Liberal Donors Putting Their Personal Agendas Ahead of the Democratic Party
By targeting moderate Democrats on energy and gun control, the Left is helping Republicans retake the Senate.

When billionaire environmental activist Tom Steyer unveiled a list of five senators he would target over their support for the Keystone XL pipeline, one name stood out. Sen. Mary Landrieu of Louisiana was the only Democrat in his crosshairs, and her campaign is of vital importance to Democratic strategists. Indeed, her reelection may decide whether Democrats are able to hold their Senate majority.
Steyer might yet take the ads elsewhere — his political group, NextGen Climate Action, said it will only go after one of the five lawmakers anyway. But his threat tugs at a deeper frustration roiling the Democratic political community: Even as the party is badly outspent in the early going of the 2014 election, some of their top donors have yet to awaken to the threat. In fact, like Steyer, the party's rich benefactors are putting their single-issue crusades ahead of the party's greater interests.
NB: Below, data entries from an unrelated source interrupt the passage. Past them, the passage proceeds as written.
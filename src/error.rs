//! Error types for the exam scheduler.
//!
//! Only conditions that stop a run before it starts are errors. Everything
//! the engine can work around (a section without rooms, a date without
//! proctors) is reported as a [`PreflightIssue`](crate::validation::PreflightIssue)
//! and the run proceeds.

use thiserror::Error;

use crate::models::SectionId;

/// Fatal conditions that make the engine refuse to run.
#[derive(Debug, Error, Clone, PartialEq, Eq)]
pub enum EngineError {
    /// The usable-date list is empty.
    #[error("no usable exam dates were supplied")]
    NoUsableDates,

    /// No proctor is listed in any availability entry (after pool filtering).
    #[error("no proctors are available for this college")]
    NoProctors,

    /// Two sections share one id.
    #[error("duplicate section id: {0}")]
    DuplicateSection(SectionId),

    /// The exam configuration cannot produce a valid window.
    #[error("invalid exam configuration: {0}")]
    InvalidConfig(String),

    /// GA parameters are out of range.
    #[error("invalid GA parameters: {0}")]
    InvalidParameters(String),
}

/// Convenience alias used across the crate.
pub type Result<T> = std::result::Result<T, EngineError>;

#[cfg(test)]
mod tests {
    use super::*;

    #[test]
    fn test_error_messages() {
        assert_eq!(
            EngineError::NoUsableDates.to_string(),
            "no usable exam dates were supplied"
        );
        assert_eq!(
            EngineError::DuplicateSection(7).to_string(),
            "duplicate section id: 7"
        );
        assert!(EngineError::InvalidParameters("elite_count".into())
            .to_string()
            .contains("elite_count"));
    }
}
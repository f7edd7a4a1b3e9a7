//! Generational GA runner.
//!
//! [`ExamScheduler`] drives one run end to end:
//!
//! 1. pre-flight checks (fatal errors stop the run);
//! 2. an initial population of constructed chromosomes;
//! 3. a fixed number of generations of elitism, tournament selection,
//!    uniform crossover and mutation, tracking the best chromosome ever seen;
//! 4. decoding the best chromosome into the committed schedule.
//!
//! Every `yield_every` generations the runner reports progress to the
//! caller's callback, which may stop the run by returning
//! [`ControlFlow::Break`]. A cancelled run still decodes its best-so-far.
//!
//! # Example
//!
//! ```
//! use chrono::NaiveDate;
//! use exam_schedule::config::{ExamConfig, GaParams};
//! use exam_schedule::ga::{ExamCatalog, ExamProblem};
//! use exam_schedule::models::{ProctorAvailability, Room, Section};
//! use exam_schedule::scheduler::ExamScheduler;
//!
//! let date = NaiveDate::from_ymd_opt(2026, 11, 2).unwrap();
//! let catalog = ExamCatalog::new()
//!     .with_section(Section::new(1, "IT101", "BSIT").with_students(30).with_room("R1"))
//!     .with_date(date)
//!     .with_room(Room::new("R1", 40, "B1"))
//!     .with_availability(ProctorAvailability::new(7).on(date).at("Morning"));
//! let problem = ExamProblem::new(catalog, ExamConfig::new(60));
//!
//! let params = GaParams::default().with_population_size(10).with_generations(5).with_seed(42);
//! let outcome = ExamScheduler::new(params).run(&problem).unwrap();
//! assert_eq!(outcome.scheduled.len(), 1);
//! ```

use std::ops::ControlFlow;

use rand::rngs::SmallRng;
use rand::{Rng, SeedableRng};
use rayon::prelude::*;
use serde::{Deserialize, Serialize};
use tracing::{debug, info};

use super::kpi::ScheduleSummary;
use super::sink::ScheduleSink;
use crate::config::GaParams;
use crate::error::Result;
use crate::ga::operators::GeneticOperators;
use crate::ga::{construct, decode, evaluate, ExamChromosome, ExamProblem};
use crate::models::{ScheduledExam, UnscheduledSection};
use crate::validation::{preflight, PreflightIssue};

/// Progress of a running search.
#[derive(Debug, Clone, Copy, PartialEq, Eq, Serialize, Deserialize)]
pub struct ProgressReport {
    /// Generations completed so far.
    pub generation: usize,
    /// Completion percentage, 0–100, non-decreasing within a run.
    pub percent: u8,
    /// Best fitness seen so far, if any generation has been evaluated.
    pub best_fitness: Option<i64>,
}

/// Result of a run.
#[derive(Debug, Clone, Default)]
pub struct ScheduleOutcome {
    /// Committed exams.
    pub scheduled: Vec<ScheduledExam>,
    /// Sections left for manual scheduling.
    pub unscheduled: Vec<UnscheduledSection>,
    /// Non-fatal issues found before the search.
    pub preflight: Vec<PreflightIssue>,
    /// Fitness of the decoded chromosome.
    pub best_fitness: i64,
    /// Generations actually run.
    pub generations_run: usize,
    /// Whether the caller stopped the run early.
    pub cancelled: bool,
}

impl ScheduleOutcome {
    /// Hands the committed exams to a sink in one batch.
    ///
    /// Nothing is written when no exam was committed.
    ///
    /// # Returns
    /// The number of exams persisted.
    pub fn commit<S: ScheduleSink>(&self, sink: &mut S) -> std::result::Result<usize, S::Error> {
        if self.scheduled.is_empty() {
            return Ok(0);
        }
        sink.persist(&self.scheduled)?;
        Ok(self.scheduled.len())
    }

    /// Summary figures of the outcome.
    pub fn summary(&self) -> ScheduleSummary {
        ScheduleSummary::calculate(self)
    }
}

/// Best chromosome of a search.
struct SearchResult {
    best: ExamChromosome,
    best_fitness: i64,
    generations_run: usize,
    cancelled: bool,
}

/// GA-based exam scheduler.
#[derive(Debug, Clone, Default)]
pub struct ExamScheduler {
    params: GaParams,
}

impl ExamScheduler {
    /// Creates a scheduler with the given parameters.
    pub fn new(params: GaParams) -> Self {
        Self { params }
    }

    /// Run parameters.
    pub fn params(&self) -> &GaParams {
        &self.params
    }

    /// Runs to completion without progress reporting.
    pub fn run(&self, problem: &ExamProblem) -> Result<ScheduleOutcome> {
        self.run_with_progress(problem, |_| ControlFlow::Continue(()))
    }

    /// Runs, reporting progress every `yield_every` generations.
    ///
    /// Returning [`ControlFlow::Break`] from `on_progress` stops the search;
    /// the best chromosome seen so far is still decoded. A completed run
    /// ends with a 100% report; a `Break` returned from that final report
    /// is ignored, since the search is already over.
    pub fn run_with_progress<F>(
        &self,
        problem: &ExamProblem,
        mut on_progress: F,
    ) -> Result<ScheduleOutcome>
    where
        F: FnMut(&ProgressReport) -> ControlFlow<()>,
    {
        self.params.validate()?;
        let issues = preflight(problem)?;

        let mut rng = match self.params.seed {
            Some(seed) => SmallRng::seed_from_u64(seed),
            None => SmallRng::from_os_rng(),
        };

        info!(
            sections = problem.sections().len(),
            genes = problem.gene_count(),
            dates = problem.dates().len(),
            population = self.params.population_size,
            generations = self.params.generations,
            "starting exam search"
        );

        let search = self.search(problem, &mut rng, &mut on_progress);
        if !search.cancelled {
            let _ = on_progress(&ProgressReport {
                generation: search.generations_run,
                percent: 100,
                best_fitness: Some(search.best_fitness),
            });
        }

        let decoded = decode(problem, &search.best, &mut rng);
        info!(
            scheduled = decoded.scheduled.len(),
            unscheduled = decoded.unscheduled.len(),
            best_fitness = search.best_fitness,
            cancelled = search.cancelled,
            "exam search finished"
        );

        Ok(ScheduleOutcome {
            scheduled: decoded.scheduled,
            unscheduled: decoded.unscheduled,
            preflight: issues,
            best_fitness: search.best_fitness,
            generations_run: search.generations_run,
            cancelled: search.cancelled,
        })
    }

    fn search<F>(
        &self,
        problem: &ExamProblem,
        rng: &mut SmallRng,
        on_progress: &mut F,
    ) -> SearchResult
    where
        F: FnMut(&ProgressReport) -> ControlFlow<()>,
    {
        let params = &self.params;
        let ops = GeneticOperators::from_params(params);

        let mut current: Vec<ExamChromosome> = (0..params.population_size)
            .map(|_| construct(problem, rng))
            .collect();
        let mut next: Vec<ExamChromosome> = Vec::with_capacity(params.population_size);
        let mut best: Option<(ExamChromosome, i64)> = None;
        let mut generations_run = 0;
        let mut cancelled = false;

        for generation in 0..params.generations {
            if generation % params.yield_every == 0 {
                let report = ProgressReport {
                    generation,
                    percent: percent_of(generation, params.generations),
                    best_fitness: best.as_ref().map(|(_, f)| *f),
                };
                debug!(generation, best_fitness = ?report.best_fitness, "progress");
                if on_progress(&report).is_break() {
                    info!(generation, "search cancelled");
                    cancelled = true;
                    break;
                }
            }

            let fitness = self.evaluate_all(problem, &current);
            keep_best(&mut best, &current, &fitness);

            self.breed(problem, &ops, &current, &fitness, &mut next, rng);
            std::mem::swap(&mut current, &mut next);
            generations_run = generation + 1;
        }

        // With zero generations, or a cancel before the first evaluation,
        // the initial population is the only candidate.
        if best.is_none() {
            let fitness = self.evaluate_all(problem, &current);
            keep_best(&mut best, &current, &fitness);
        }
        let (best, best_fitness) = best.unwrap_or_default();

        SearchResult {
            best,
            best_fitness,
            generations_run,
            cancelled,
        }
    }

    /// Fills `next` with the elites of `current`, unchanged and fittest
    /// first, then with mutated offspring of tournament winners.
    fn breed<R: Rng>(
        &self,
        problem: &ExamProblem,
        ops: &GeneticOperators,
        current: &[ExamChromosome],
        fitness: &[i64],
        next: &mut Vec<ExamChromosome>,
        rng: &mut R,
    ) {
        let size = self.params.population_size;
        let mut ranked: Vec<usize> = (0..current.len()).collect();
        ranked.sort_by(|&a, &b| fitness[b].cmp(&fitness[a]));

        next.clear();
        next.extend(
            ranked
                .iter()
                .take(self.params.elite_count)
                .map(|&i| current[i].clone()),
        );
        while next.len() < size {
            let p1 = ops.select(current, fitness, rng);
            let p2 = ops.select(current, fitness, rng);
            let (mut c1, mut c2) = ops.crossover(p1, p2, rng);
            ops.mutate(problem, &mut c1, rng);
            next.push(c1);
            if next.len() < size {
                ops.mutate(problem, &mut c2, rng);
                next.push(c2);
            }
        }
    }

    fn evaluate_all(&self, problem: &ExamProblem, population: &[ExamChromosome]) -> Vec<i64> {
        if self.params.parallel {
            population.par_iter().map(|c| evaluate(problem, c)).collect()
        } else {
            population.iter().map(|c| evaluate(problem, c)).collect()
        }
    }
}

/// Replaces `best` only with a strictly fitter chromosome; the earliest
/// index wins ties within a generation.
fn keep_best(
    best: &mut Option<(ExamChromosome, i64)>,
    population: &[ExamChromosome],
    fitness: &[i64],
) {
    let mut top: Option<(usize, i64)> = None;
    for (i, &f) in fitness.iter().enumerate() {
        match top {
            Some((_, t)) if f <= t => {}
            _ => top = Some((i, f)),
        }
    }
    let Some((idx, f)) = top else {
        return;
    };
    let improved = match best {
        Some((_, current)) => f > *current,
        None => true,
    };
    if improved {
        *best = Some((population[idx].clone(), f));
    }
}

fn percent_of(generation: usize, total: usize) -> u8 {
    if total == 0 {
        return 100;
    }
    ((generation as f64 / total as f64) * 100.0).round().min(100.0) as u8
}
//! Chromosome fitness.
//!
//! Fitness is an integer, higher is better. Every hard or soft violation
//! subtracts a fixed penalty; every gene with both a room and a proctor
//! earns a small reward. Evaluation is pure: it builds its own trackers and
//! never touches the chromosome.
//!
//! | Condition | Effect |
//! |-----------|--------|
//! | Section appears more than once | −10 000 per extra |
//! | Course id on more than one date | −25 000 per gene after the first date split |
//! | Course-group split across start times on one date | −15 000 |
//! | Start time invalid for the section | −50 000 |
//! | Exam ends after the cutoff | −50 000 |
//! | Cohort sits two courses in one 30-minute slot | −5 000 per slot |
//! | Year levels of one college mixed at one start | −8 000 |
//! | No room | −8 000 |
//! | Room overlap | −20 000 per overlapping booking |
//! | Proctor overlap | −30 000 per overlapping booking |
//! | Room and proctor both assigned | +1 000 |

use std::collections::{BTreeSet, HashMap, HashSet};

use chrono::{NaiveDate, NaiveTime};

use super::chromosome::ExamChromosome;
use super::problem::ExamProblem;
use crate::models::CourseGroupKey;
use crate::tracker::ResourceTracker;

/// Penalty per duplicated section.
pub const DUPLICATE_SECTION: i64 = 10_000;
/// Penalty per gene of a course spread over several dates.
pub const MULTIPLE_DATES: i64 = 25_000;
/// Penalty per gene whose course-group already started at another time that date.
pub const SPLIT_START: i64 = 15_000;
/// Penalty for a start time outside the section's catalog.
pub const INVALID_TIME: i64 = 50_000;
/// Penalty for ending after the cutoff.
pub const PAST_CUTOFF: i64 = 50_000;
/// Penalty per 30-minute slot in which a cohort sits a second course.
pub const COHORT_CLASH: i64 = 5_000;
/// Penalty for mixing year levels of one college at one start.
pub const YEAR_LEVEL_MIX: i64 = 8_000;
/// Penalty for a gene without a room.
pub const NO_ROOM: i64 = 8_000;
/// Penalty per overlapping room booking.
pub const ROOM_OVERLAP: i64 = 20_000;
/// Penalty per overlapping proctor booking.
pub const PROCTOR_OVERLAP: i64 = 30_000;
/// Reward for a gene with both room and proctor.
pub const FULLY_ASSIGNED: i64 = 1_000;

/// Scores a chromosome.
pub fn evaluate(problem: &ExamProblem, chromosome: &ExamChromosome) -> i64 {
    let slots = problem.slots();

    let mut fitness = 0i64;
    let mut tracker = ResourceTracker::new();
    let mut seen: HashMap<u32, u32> = HashMap::new();
    let mut course_dates: HashMap<&str, HashSet<NaiveDate>> = HashMap::new();
    let mut group_starts: HashMap<(CourseGroupKey, NaiveDate), NaiveTime> = HashMap::new();
    let mut cohorts: HashMap<(NaiveDate, u32, Option<char>, &str), HashSet<&str>> = HashMap::new();
    let mut year_levels: HashMap<(NaiveDate, NaiveTime, &str), BTreeSet<Option<char>>> =
        HashMap::new();

    for gene in &chromosome.genes {
        let Some(section) = problem.section(gene.section_id) else {
            continue;
        };

        let count = seen.entry(gene.section_id).or_insert(0);
        *count += 1;
        if *count > 1 {
            fitness -= DUPLICATE_SECTION;
        }

        let dates = course_dates.entry(section.course_id.as_str()).or_default();
        dates.insert(gene.date);
        if dates.len() > 1 {
            fitness -= MULTIPLE_DATES;
        }

        let first_start = *group_starts
            .entry((section.group_key(), gene.date))
            .or_insert(gene.start);
        if first_start != gene.start {
            fitness -= SPLIT_START;
        }

        let window = problem.window(gene.start);
        if !slots.lists(gene.start, section.is_night_class) {
            fitness -= INVALID_TIME;
        }
        if window.end > slots.cutoff_minute {
            fitness -= PAST_CUTOFF;
        }

        let year = section.year_level();
        for minute in window.sub_slots() {
            let courses = cohorts
                .entry((gene.date, minute, year, section.program_id.as_str()))
                .or_default();
            if courses.insert(section.course_id.as_str()) && courses.len() > 1 {
                fitness -= COHORT_CLASH;
            }
        }

        let levels = year_levels
            .entry((gene.date, gene.start, problem.college_of(&section.program_id)))
            .or_default();
        levels.insert(year);
        if levels.len() > 1 {
            fitness -= YEAR_LEVEL_MIX;
        }

        match &gene.room {
            Some(room) => {
                let overlaps = tracker.rooms.overlap_count(gene.date, room.as_str(), window);
                fitness -= ROOM_OVERLAP * overlaps as i64;
                tracker.mark_room(gene.date, room, window, section.id);
            }
            None => fitness -= NO_ROOM,
        }

        if let Some(proctor) = gene.proctor {
            let overlaps = tracker.proctors.overlap_count(gene.date, &proctor, window);
            fitness -= PROCTOR_OVERLAP * overlaps as i64;
            tracker.mark_proctor(gene.date, proctor, window, section.id);
        }

        if gene.room.is_some() && gene.proctor.is_some() {
            fitness += FULLY_ASSIGNED;
        }
    }

    fitness
}

#[cfg(test)]
mod tests {
    use super::*;
    use crate::config::ExamConfig;
    use crate::ga::chromosome::Gene;
    use crate::ga::ExamCatalog;
    use crate::models::{Room, Section};

    fn d(day: u32) -> NaiveDate {
        NaiveDate::from_ymd_opt(2026, 11, day).unwrap()
    }

    fn t(h: u32, m: u32) -> NaiveTime {
        NaiveTime::from_hms_opt(h, m, 0).unwrap()
    }

    fn gene(id: u32, day: u32, start: NaiveTime, room: Option<&str>, proctor: Option<u32>) -> Gene {
        Gene {
            section_id: id,
            date: d(day),
            start,
            room: room.map(Into::into),
            proctor,
        }
    }

    fn problem() -> ExamProblem {
        let catalog = ExamCatalog::new()
            .with_section(
                Section::new(1, "IT101", "BSIT")
                    .with_class_section("BSIT 1A")
                    .with_room("R1"),
            )
            .with_section(
                Section::new(2, "IT101", "BSIT")
                    .with_class_section("BSIT 1B")
                    .with_room("R2"),
            )
            .with_section(
                Section::new(3, "IT205", "BSIT")
                    .with_class_section("BSIT 2A")
                    .with_room("R1"),
            )
            .with_section(
                Section::new(4, "CS101", "BSCS")
                    .with_class_section("BSCS 1A")
                    .with_room("R3"),
            )
            .with_section(
                Section::new(6, "IT110", "BSIT")
                    .with_class_section("BSIT 1C")
                    .with_room("R2"),
            )
            .with_section(
                Section::new(5, "IT101", "BSIT")
                    .with_class_section("BSIT 1N")
                    .night_class()
                    .with_room("R3"),
            )
            .with_date(d(2))
            .with_date(d(3))
            .with_room(Room::new("R1", 40, "B1"))
            .with_room(Room::new("R2", 40, "B1"))
            .with_room(Room::new("R3", 40, "B1"))
            .with_program_college("BSIT", "CCS")
            .with_program_college("BSCS", "CCS");
        ExamProblem::new(catalog, ExamConfig::new(60))
    }

    #[test]
    fn test_clean_schedule_earns_rewards() {
        let p = problem();
        let ch = ExamChromosome::new(vec![
            gene(1, 2, t(8, 0), Some("R1"), Some(10)),
            gene(2, 2, t(8, 0), Some("R2"), Some(11)),
            gene(3, 3, t(8, 0), Some("R1"), Some(10)),
        ]);
        assert_eq!(evaluate(&p, &ch), 3 * FULLY_ASSIGNED);
    }

    #[test]
    fn test_room_overlap() {
        let p = problem();
        let ch = ExamChromosome::new(vec![
            gene(1, 2, t(8, 0), Some("R1"), Some(10)),
            gene(3, 2, t(8, 30), Some("R1"), Some(11)),
        ]);
        // Same date, different courses, overlapping windows in R1. Year
        // levels 1 and 2 do not share a start, so no year-level penalty.
        assert_eq!(evaluate(&p, &ch), 2 * FULLY_ASSIGNED - ROOM_OVERLAP);
    }

    #[test]
    fn test_proctor_overlap_and_missing_room() {
        let p = problem();
        let ch = ExamChromosome::new(vec![
            gene(1, 2, t(8, 0), Some("R1"), Some(10)),
            gene(2, 2, t(8, 0), None, Some(10)),
        ]);
        assert_eq!(
            evaluate(&p, &ch),
            FULLY_ASSIGNED - NO_ROOM - PROCTOR_OVERLAP
        );
    }

    #[test]
    fn test_split_course_penalties() {
        let p = problem();
        // Same course-group, same date, different start.
        let split_start = ExamChromosome::new(vec![
            gene(1, 2, t(8, 0), Some("R1"), None),
            gene(2, 2, t(10, 0), Some("R2"), None),
        ]);
        assert_eq!(evaluate(&p, &split_start), -SPLIT_START);

        // Same course, different dates.
        let split_date = ExamChromosome::new(vec![
            gene(1, 2, t(8, 0), Some("R1"), None),
            gene(2, 3, t(8, 0), Some("R2"), None),
        ]);
        assert_eq!(evaluate(&p, &split_date), -MULTIPLE_DATES);
    }

    #[test]
    fn test_day_and_night_groups_do_not_split() {
        let p = problem();
        let ch = ExamChromosome::new(vec![
            gene(1, 2, t(8, 0), Some("R1"), None),
            gene(5, 2, t(18, 0), Some("R3"), None),
        ]);
        assert_eq!(evaluate(&p, &ch), 0);
    }

    #[test]
    fn test_invalid_time_and_cutoff() {
        let p = problem();
        // Night class at a day time.
        let wrong_list = ExamChromosome::new(vec![gene(5, 2, t(9, 0), Some("R3"), None)]);
        assert_eq!(evaluate(&p, &wrong_list), -INVALID_TIME);

        // 20:30 + 60 minutes runs past 21:00.
        let late = ExamChromosome::new(vec![gene(5, 2, t(20, 30), Some("R3"), None)]);
        assert_eq!(evaluate(&p, &late), -PAST_CUTOFF);
    }

    #[test]
    fn test_cohort_and_year_level() {
        let p = problem();
        // BSIT year 1 sits IT101 and IT110 at once: two 30-minute slots clash.
        let cohort = ExamChromosome::new(vec![
            gene(1, 2, t(8, 0), Some("R1"), None),
            gene(6, 2, t(8, 0), Some("R2"), None),
        ]);
        assert_eq!(evaluate(&p, &cohort), -2 * COHORT_CLASH);

        // Sections of one course sitting together are not a clash.
        let together = ExamChromosome::new(vec![
            gene(1, 2, t(8, 0), Some("R1"), None),
            gene(2, 2, t(8, 0), Some("R2"), None),
        ]);
        assert_eq!(evaluate(&p, &together), 0);

        // BSIT year 2 and BSCS year 1 share a college and a start.
        let mixed = ExamChromosome::new(vec![
            gene(3, 2, t(8, 0), Some("R1"), None),
            gene(4, 2, t(8, 0), Some("R3"), None),
        ]);
        assert_eq!(evaluate(&p, &mixed), -YEAR_LEVEL_MIX);
    }

    #[test]
    fn test_duplicate_section() {
        let p = problem();
        let ch = ExamChromosome::new(vec![
            gene(3, 2, t(8, 0), Some("R1"), None),
            gene(3, 2, t(13, 0), Some("R2"), None),
        ]);
        assert_eq!(evaluate(&p, &ch), -DUPLICATE_SECTION - SPLIT_START);
    }

    #[test]
    fn test_evaluate_is_pure() {
        let p = problem();
        let ch = ExamChromosome::new(vec![
            gene(1, 2, t(8, 0), Some("R1"), Some(10)),
            gene(3, 2, t(8, 30), Some("R1"), Some(10)),
        ]);
        let before = ch.clone();
        assert_eq!(evaluate(&p, &ch), evaluate(&p, &ch));
        assert_eq!(ch, before);
    }
}
//! Resource occupancy trackers.
//!
//! A tracker records which `[start, end)` minute windows a room or proctor
//! is booked for on each date. Every construction, evaluation, mutation and
//! decode pass builds its own tracker; none is shared between chromosomes.

use std::borrow::Borrow;
use std::collections::HashMap;
use std::hash::Hash;

use chrono::NaiveDate;

use crate::models::{ProctorId, RoomId, SectionId, TimeWindow};

/// One booked window.
#[derive(Debug, Clone, Copy, PartialEq, Eq)]
pub struct Booking {
    /// Occupied window.
    pub window: TimeWindow,
    /// Section holding the booking.
    pub section: SectionId,
}

/// Bookings per (date, resource).
#[derive(Debug, Clone)]
pub struct IntervalMap<K> {
    ranges: HashMap<NaiveDate, HashMap<K, Vec<Booking>>>,
}

impl<K> Default for IntervalMap<K> {
    fn default() -> Self {
        Self {
            ranges: HashMap::new(),
        }
    }
}

impl<K: Eq + Hash> IntervalMap<K> {
    /// Creates an empty map.
    pub fn new() -> Self {
        Self::default()
    }

    /// Bookings of one resource on one date.
    pub fn bookings<Q>(&self, date: NaiveDate, key: &Q) -> &[Booking]
    where
        K: Borrow<Q>,
        Q: Hash + Eq + ?Sized,
    {
        self.ranges
            .get(&date)
            .and_then(|by_key| by_key.get(key))
            .map(Vec::as_slice)
            .unwrap_or(&[])
    }

    /// Whether the resource has no booking overlapping `window`.
    pub fn is_free<Q>(&self, date: NaiveDate, key: &Q, window: TimeWindow) -> bool
    where
        K: Borrow<Q>,
        Q: Hash + Eq + ?Sized,
    {
        !self
            .bookings(date, key)
            .iter()
            .any(|b| b.window.overlaps(&window))
    }

    /// Number of existing bookings overlapping `window`.
    pub fn overlap_count<Q>(&self, date: NaiveDate, key: &Q, window: TimeWindow) -> usize
    where
        K: Borrow<Q>,
        Q: Hash + Eq + ?Sized,
    {
        self.bookings(date, key)
            .iter()
            .filter(|b| b.window.overlaps(&window))
            .count()
    }

    /// Records a booking. Overlaps are not rejected here.
    pub fn mark<Q>(&mut self, date: NaiveDate, key: &Q, window: TimeWindow, section: SectionId)
    where
        K: Borrow<Q>,
        Q: Hash + Eq + ToOwned<Owned = K> + ?Sized,
    {
        let by_key = self.ranges.entry(date).or_default();
        let booking = Booking { window, section };
        match by_key.get_mut(key) {
            Some(list) => list.push(booking),
            None => {
                by_key.insert(key.to_owned(), vec![booking]);
            }
        }
    }
}

/// Room and proctor occupancy for one pass.
#[derive(Debug, Clone, Default)]
pub struct ResourceTracker {
    /// Bookings keyed by (date, room).
    pub rooms: IntervalMap<RoomId>,
    /// Bookings keyed by (date, proctor).
    pub proctors: IntervalMap<ProctorId>,
}

impl ResourceTracker {
    /// Creates an empty tracker.
    pub fn new() -> Self {
        Self::default()
    }

    /// Whether the room is free for the window.
    #[inline]
    pub fn room_free(&self, date: NaiveDate, room: &str, window: TimeWindow) -> bool {
        self.rooms.is_free(date, room, window)
    }

    /// Books a room.
    #[inline]
    pub fn mark_room(
        &mut self,
        date: NaiveDate,
        room: &str,
        window: TimeWindow,
        section: SectionId,
    ) {
        self.rooms.mark(date, room, window, section);
    }

    /// Whether the proctor is free for the window.
    #[inline]
    pub fn proctor_free(&self, date: NaiveDate, proctor: ProctorId, window: TimeWindow) -> bool {
        self.proctors.is_free(date, &proctor, window)
    }

    /// Books a proctor.
    #[inline]
    pub fn mark_proctor(
        &mut self,
        date: NaiveDate,
        proctor: ProctorId,
        window: TimeWindow,
        section: SectionId,
    ) {
        self.proctors.mark(date, &proctor, window, section);
    }
}

#[cfg(test)]
mod tests {
    use super::*;

    fn d(day: u32) -> NaiveDate {
        NaiveDate::from_ymd_opt(2026, 11, day).unwrap()
    }

    #[test]
    fn test_room_booking() {
        let mut tracker = ResourceTracker::new();
        let morning = TimeWindow::new(540, 630);
        tracker.mark_room(d(2), "R1", morning, 1);

        assert!(!tracker.room_free(d(2), "R1", TimeWindow::new(600, 690)));
        assert!(tracker.room_free(d(2), "R1", TimeWindow::new(630, 720))); // touching
        assert!(tracker.room_free(d(2), "R2", morning));
        assert!(tracker.room_free(d(3), "R1", morning));
    }

    #[test]
    fn test_overlap_count() {
        let mut map: IntervalMap<ProctorId> = IntervalMap::new();
        map.mark(d(2), &7, TimeWindow::new(540, 600), 1);
        map.mark(d(2), &7, TimeWindow::new(570, 630), 2);
        map.mark(d(2), &7, TimeWindow::new(700, 760), 3);

        assert_eq!(map.overlap_count(d(2), &7, TimeWindow::new(560, 620)), 2);
        assert_eq!(map.overlap_count(d(2), &7, TimeWindow::new(800, 860)), 0);
        assert_eq!(map.bookings(d(2), &7).len(), 3);
    }
}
Take Michael Bloomberg. The former New York City mayor's group formed to combat gun violence, Mayors Against Illegal Guns, spent $350,000 last year assailing another endangered Democrat, Sen. Mark Pryor of Arkansas, over his opposition to a gun-control bill. In a small state, that counts as a heavy buy against an incumbent who can barely hold off attacks from Republicans.
It's left the Democratic strategists plotting the Senate races scratching their heads. While Democrats aren't facing the deep internal divisions plaguing Republicans, it only takes a few wealthy liberals to create holy hell in the party's most consequential Senate races.
"I say over and over, 'Lord protect me from my friends so I can focus on my enemies,' " said Ben Chao, a Democratic operative who runs a super PAC supporting Landrieu and Pryor. "This is an apparent case of that."
Chao and others say they don't worry too much about Bloomberg's spending itself, which is minimal, but rather the mind-set it betrays. The party's control of the Senate is in deep danger, and Democrats need money to ramp up their campaigns — especially from their heretofore underfunded outside groups — now. Efforts from supposed allies that are counterproductive, to them, verge on the unthinkable.
"It's terrible timing," said Morgan Jackson, a Raleigh-based Democratic strategist unaffiliated with Sen. Kay Hagan's campaign in North Carolina. "The fact of matters is "¦ it is very shortsighted politics."
Jackson and other North Carolina Democrats would know best. Americans for Prosperity, a nonprofit group bankrolled in part by the industrialists Charles and David Koch, has invested more than $8 million in ads there targeting Hagan. The ad buys, the largest of the roughly $27 million the organization has already spent this election cycle, have coincided with a drop in support for the senator, according to several public polls.
Democratic groups haven't been entirely silent: Senate Majority PAC has run ads defending Hagan, and Politico reported Thursday that the nonprofit Patriot Majority USA would take to the airwaves in the Tar Heel State. But their ad buys are dwarfed by AFP's.
Steyer, if he chose to focus on maintaining a Senate Democratic majority, could help change that. According to spokesman Chris Lehane, he spent $8.5 million last year helping elect Virginia Democratic Gov. Terry McAuliffe. That was on top of the nearly $5 million he spent in the Massachusetts special election last year to assist now-Sen. Edward Markey — both in the primary and general.
But, as Lehane explains, Steyer wants to use his financial muscle to counterbalance what he perceives as the oil industry's political might. And for now, that means targeting supporters of the Keystone pipeline, a list that includes Landrieu, the new chairwoman of the Senate Energy Committee. "The fossil-fuel industry has been enormously supportive of folks, especially folks supportive of the pipeline," Steyer's spokesman said.
(Lehane said the proposed ad would ask voters whether the senator knows if oil pumped through the pipeline will be used domestically or be shipped to China. NextGen is asking people who visit its website to vote for which lawmaker the committee should target.)
Democrats remain publicly confident that, eventually, their donors will come around.
Bloomberg's spending against Pryor ruffled feathers, but he has reportedly given Senate Majority PAC $2.5 million since — seven times the amount he invested against Pryor (money that, ironically, could be used to help the Democrat's campaign). Sources familiar with Steyer's thinking say he could soon follow suit, assuming he's satisfied the Senate Democratic caucus remains committed to the climate-change fight.
"We are looking to be exceptionally supportive of the effort to make sure Democrats retain the Senate," the source said.
Democrats will be pleased to hear that. Because at the moment, their frustration is about to boil over.
"So far, we're hearing crickets chirp," said Brad Crone, another Raleigh-based Democratic Party operative. "Right now, [donors] are peacocking, they got the feathers out, but they're not putting any money down to buy TV advertising."